We introduce the occlusion-guided multi-task network (OGMN) to address this challenge.
Our OGMN achieves 35.0% mAP on the Visdrone dataset and outperforms the baseline by 5.3%.
- Score: 13.90359920041577
- License: http://arxiv.org/licenses/nonexclusive-distrib/1.0/
- Abstract: Occlusion between objects is one of the overlooked challenges for object
detection in UAV images. Due to the variable altitude and angle of UAVs,
occlusion in UAV images happens more frequently than that in natural scenes.
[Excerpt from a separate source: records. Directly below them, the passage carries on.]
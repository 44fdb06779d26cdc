//! Provider trait definition

use async_trait::async_trait;
use lancea_model::{BatchPayload, Epoch, Outcome, Preview, ResultItem};
use tokio::sync::mpsc;
use tokio_util::sync::CancellationToken;
use tracing::debug;

use super::error::{ProviderError, SinkClosed};

/// Which operations a provider implements
#[derive(Debug, Clone, Copy, PartialEq, Eq)]
pub struct Capabilities {
    pub search: bool,
    pub preview: bool,
    pub execute: bool,
}

impl Capabilities {
    pub const ALL: Capabilities = Capabilities {
        search: true,
        preview: true,
        execute: true,
    };

    pub const SEARCH_ONLY: Capabilities = Capabilities {
        search: true,
        preview: false,
        execute: false,
    };
}

impl Default for Capabilities {
    fn default() -> Self {
        Self::ALL
    }
}

/// A query as handed to one provider
#[derive(Debug, Clone, PartialEq, Eq)]
pub struct Query {
    pub text: String,
    pub epoch: Epoch,
    /// The explicit selection the search was made with; empty means all
    pub provider_ids: Vec<String>,
}

impl Query {
    pub fn new(text: impl Into<String>, epoch: Epoch) -> Self {
        Self {
            text: text.into(),
            epoch,
            provider_ids: Vec::new(),
        }
    }

    pub fn is_empty(&self) -> bool {
        self.text.trim().is_empty()
    }
}

/// What a provider pushes into its sink
#[derive(Debug, Clone, PartialEq)]
pub enum SinkItem {
    Batch(BatchPayload),
    /// A failure that does not end the search for this provider
    Error(ProviderError),
}

/// Where a provider sends result batches during a search
///
/// Every send fails with [`SinkClosed`] once the search has been superseded
/// or cancelled, which is the provider's signal to stop. Providers that do
/// long work between sends should also poll [`BatchSink::is_cancelled`].
#[derive(Debug, Clone)]
pub struct BatchSink {
    tx: mpsc::Sender<SinkItem>,
    cancel: CancellationToken,
}

impl BatchSink {
    pub fn new(tx: mpsc::Sender<SinkItem>, cancel: CancellationToken) -> Self {
        Self { tx, cancel }
    }

    /// Create a sink and the receiving end of its channel
    pub fn channel(buffer: usize, cancel: CancellationToken) -> (Self, mpsc::Receiver<SinkItem>) {
        let (tx, rx) = mpsc::channel(buffer.max(1));
        (Self::new(tx, cancel), rx)
    }

    /// Replace everything delivered so far
    pub async fn reset(&self, items: Vec<ResultItem>) -> Result<(), SinkClosed> {
        self.send(SinkItem::Batch(BatchPayload::Reset { items })).await
    }

    /// Add items after the ones already delivered
    pub async fn append(&self, items: Vec<ResultItem>) -> Result<(), SinkClosed> {
        self.send(SinkItem::Batch(BatchPayload::Append { items })).await
    }

    /// Splice items in at `at` within what this provider has delivered so far
    pub async fn insert(&self, at: usize, items: Vec<ResultItem>) -> Result<(), SinkClosed> {
        self.send(SinkItem::Batch(BatchPayload::Insert { at, items })).await
    }

    /// Report a recoverable failure and keep going
    pub async fn error(&self, err: ProviderError) -> Result<(), SinkClosed> {
        self.send(SinkItem::Error(err)).await
    }

    pub fn is_cancelled(&self) -> bool {
        self.cancel.is_cancelled() || self.tx.is_closed()
    }

    /// Resolves once the search this sink belongs to is cancelled
    pub async fn cancelled(&self) {
        self.cancel.cancelled().await
    }

    async fn send(&self, item: SinkItem) -> Result<(), SinkClosed> {
        if self.cancel.is_cancelled() {
            debug!("BatchSink::send: cancelled, dropping item");
            return Err(SinkClosed);
        }
        tokio::select! {
            biased;
            _ = self.cancel.cancelled() => Err(SinkClosed),
            res = self.tx.send(item) => res.map_err(|_| SinkClosed),
        }
    }
}

/// A pluggable source of results, previews and actions
///
/// Implementations must be cheap to share (`Arc<dyn Provider>`). Each search
/// runs on its own task; a provider may be searched concurrently for
/// different epochs.
#[async_trait]
pub trait Provider: Send + Sync {
    /// Stable identifier, e.g. "emoji"
    fn id(&self) -> &str;

    fn capabilities(&self) -> Capabilities {
        Capabilities::ALL
    }

    /// Produce zero or more batches for `query`
    ///
    /// Returning `Ok(())` means the provider finished cleanly. Returning an
    /// error reports it once; batches already sent stay delivered.
    async fn search(&self, query: &Query, sink: BatchSink) -> Result<(), ProviderError>;

    async fn preview(&self, _key: &str) -> Result<Preview, ProviderError> {
        Err(ProviderError::Unsupported { operation: "preview" })
    }

    async fn execute(&self, _action: &str, _key: &str) -> Result<Outcome, ProviderError> {
        Err(ProviderError::Unsupported { operation: "execute" })
    }
}

#[cfg(test)]
mod tests {
    use super::*;

    struct Silent;

    #[async_trait]
    impl Provider for Silent {
        fn id(&self) -> &str {
            "silent"
        }

        async fn search(&self, _query: &Query, _sink: BatchSink) -> Result<(), ProviderError> {
            Ok(())
        }
    }

    #[tokio::test]
    async fn test_default_preview_and_execute_are_unsupported() {
        let provider = Silent;
        assert_eq!(provider.capabilities(), Capabilities::ALL);
        assert_eq!(provider.preview("k").await.unwrap_err().code(), "unsupported");
        assert_eq!(provider.execute("a", "k").await.unwrap_err().code(), "unsupported");
    }

    #[tokio::test]
    async fn test_sink_delivers_in_order() {
        let (sink, mut rx) = BatchSink::channel(8, CancellationToken::new());
        sink.reset(vec![ResultItem::new("p", "a", "A")]).await.unwrap();
        sink.error(ProviderError::failed("partial")).await.unwrap();
        sink.append(vec![ResultItem::new("p", "b", "B")]).await.unwrap();
        sink.insert(1, vec![ResultItem::new("p", "c", "C")]).await.unwrap();

        assert!(matches!(rx.recv().await, Some(SinkItem::Batch(BatchPayload::Reset { .. }))));
        assert!(matches!(rx.recv().await, Some(SinkItem::Error(_))));
        assert!(matches!(rx.recv().await, Some(SinkItem::Batch(BatchPayload::Append { .. }))));
        assert!(matches!(
            rx.recv().await,
            Some(SinkItem::Batch(BatchPayload::Insert { at: 1, .. }))
        ));
    }

    #[tokio::test]
    async fn test_sink_refuses_after_cancel() {
        let cancel = CancellationToken::new();
        let (sink, _rx) = BatchSink::channel(8, cancel.clone());
        cancel.cancel();
        assert!(sink.is_cancelled());
        assert_eq!(sink.append(vec![]).await, Err(SinkClosed));
    }

    #[tokio::test]
    async fn test_sink_cancel_unblocks_full_channel() {
        let cancel = CancellationToken::new();
        let (sink, _rx) = BatchSink::channel(1, cancel.clone());
        sink.append(vec![]).await.unwrap();

        let blocked = tokio::spawn({
            let sink = sink.clone();
            async move { sink.append(vec![]).await }
        });
        tokio::task::yield_now().await;
        cancel.cancel();
        assert_eq!(blocked.await.unwrap(), Err(SinkClosed));
    }

    #[tokio::test]
    async fn test_sink_closed_receiver() {
        let (sink, rx) = BatchSink::channel(4, CancellationToken::new());
        drop(rx);
        assert!(sink.is_cancelled());
        assert_eq!(sink.reset(vec![]).await, Err(SinkClosed));
    }

    #[test]
    fn test_query_is_empty() {
        assert!(Query::new("   ", Epoch(1)).is_empty());
        assert!(!Query::new("joy", Epoch(1)).is_empty());
    }
}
Compared to occlusion in natural scene images, occlusion in UAV images happens
with feature confusion problem and local aggregation characteristic. And we
found that extracting or localizing occlusion between objects is beneficial for
the detector to address this challenge. According to this finding, the
occlusion localization task is introduced, which together with the object
detection task constitutes our occlusion-guided multi-task network (OGMN). The
OGMN contains the localization of occlusion and two occlusion-guided multi-task
interactions. In detail, an occlusion estimation module (OEM) is proposed to
precisely localize occlusion. Then the OGMN utilizes the occlusion localization
results to implement occlusion-guided detection with two multi-task
interactions. One interaction for the guide is between two task decoders to
address the feature confusion problem, and an occlusion decoupling head (ODH)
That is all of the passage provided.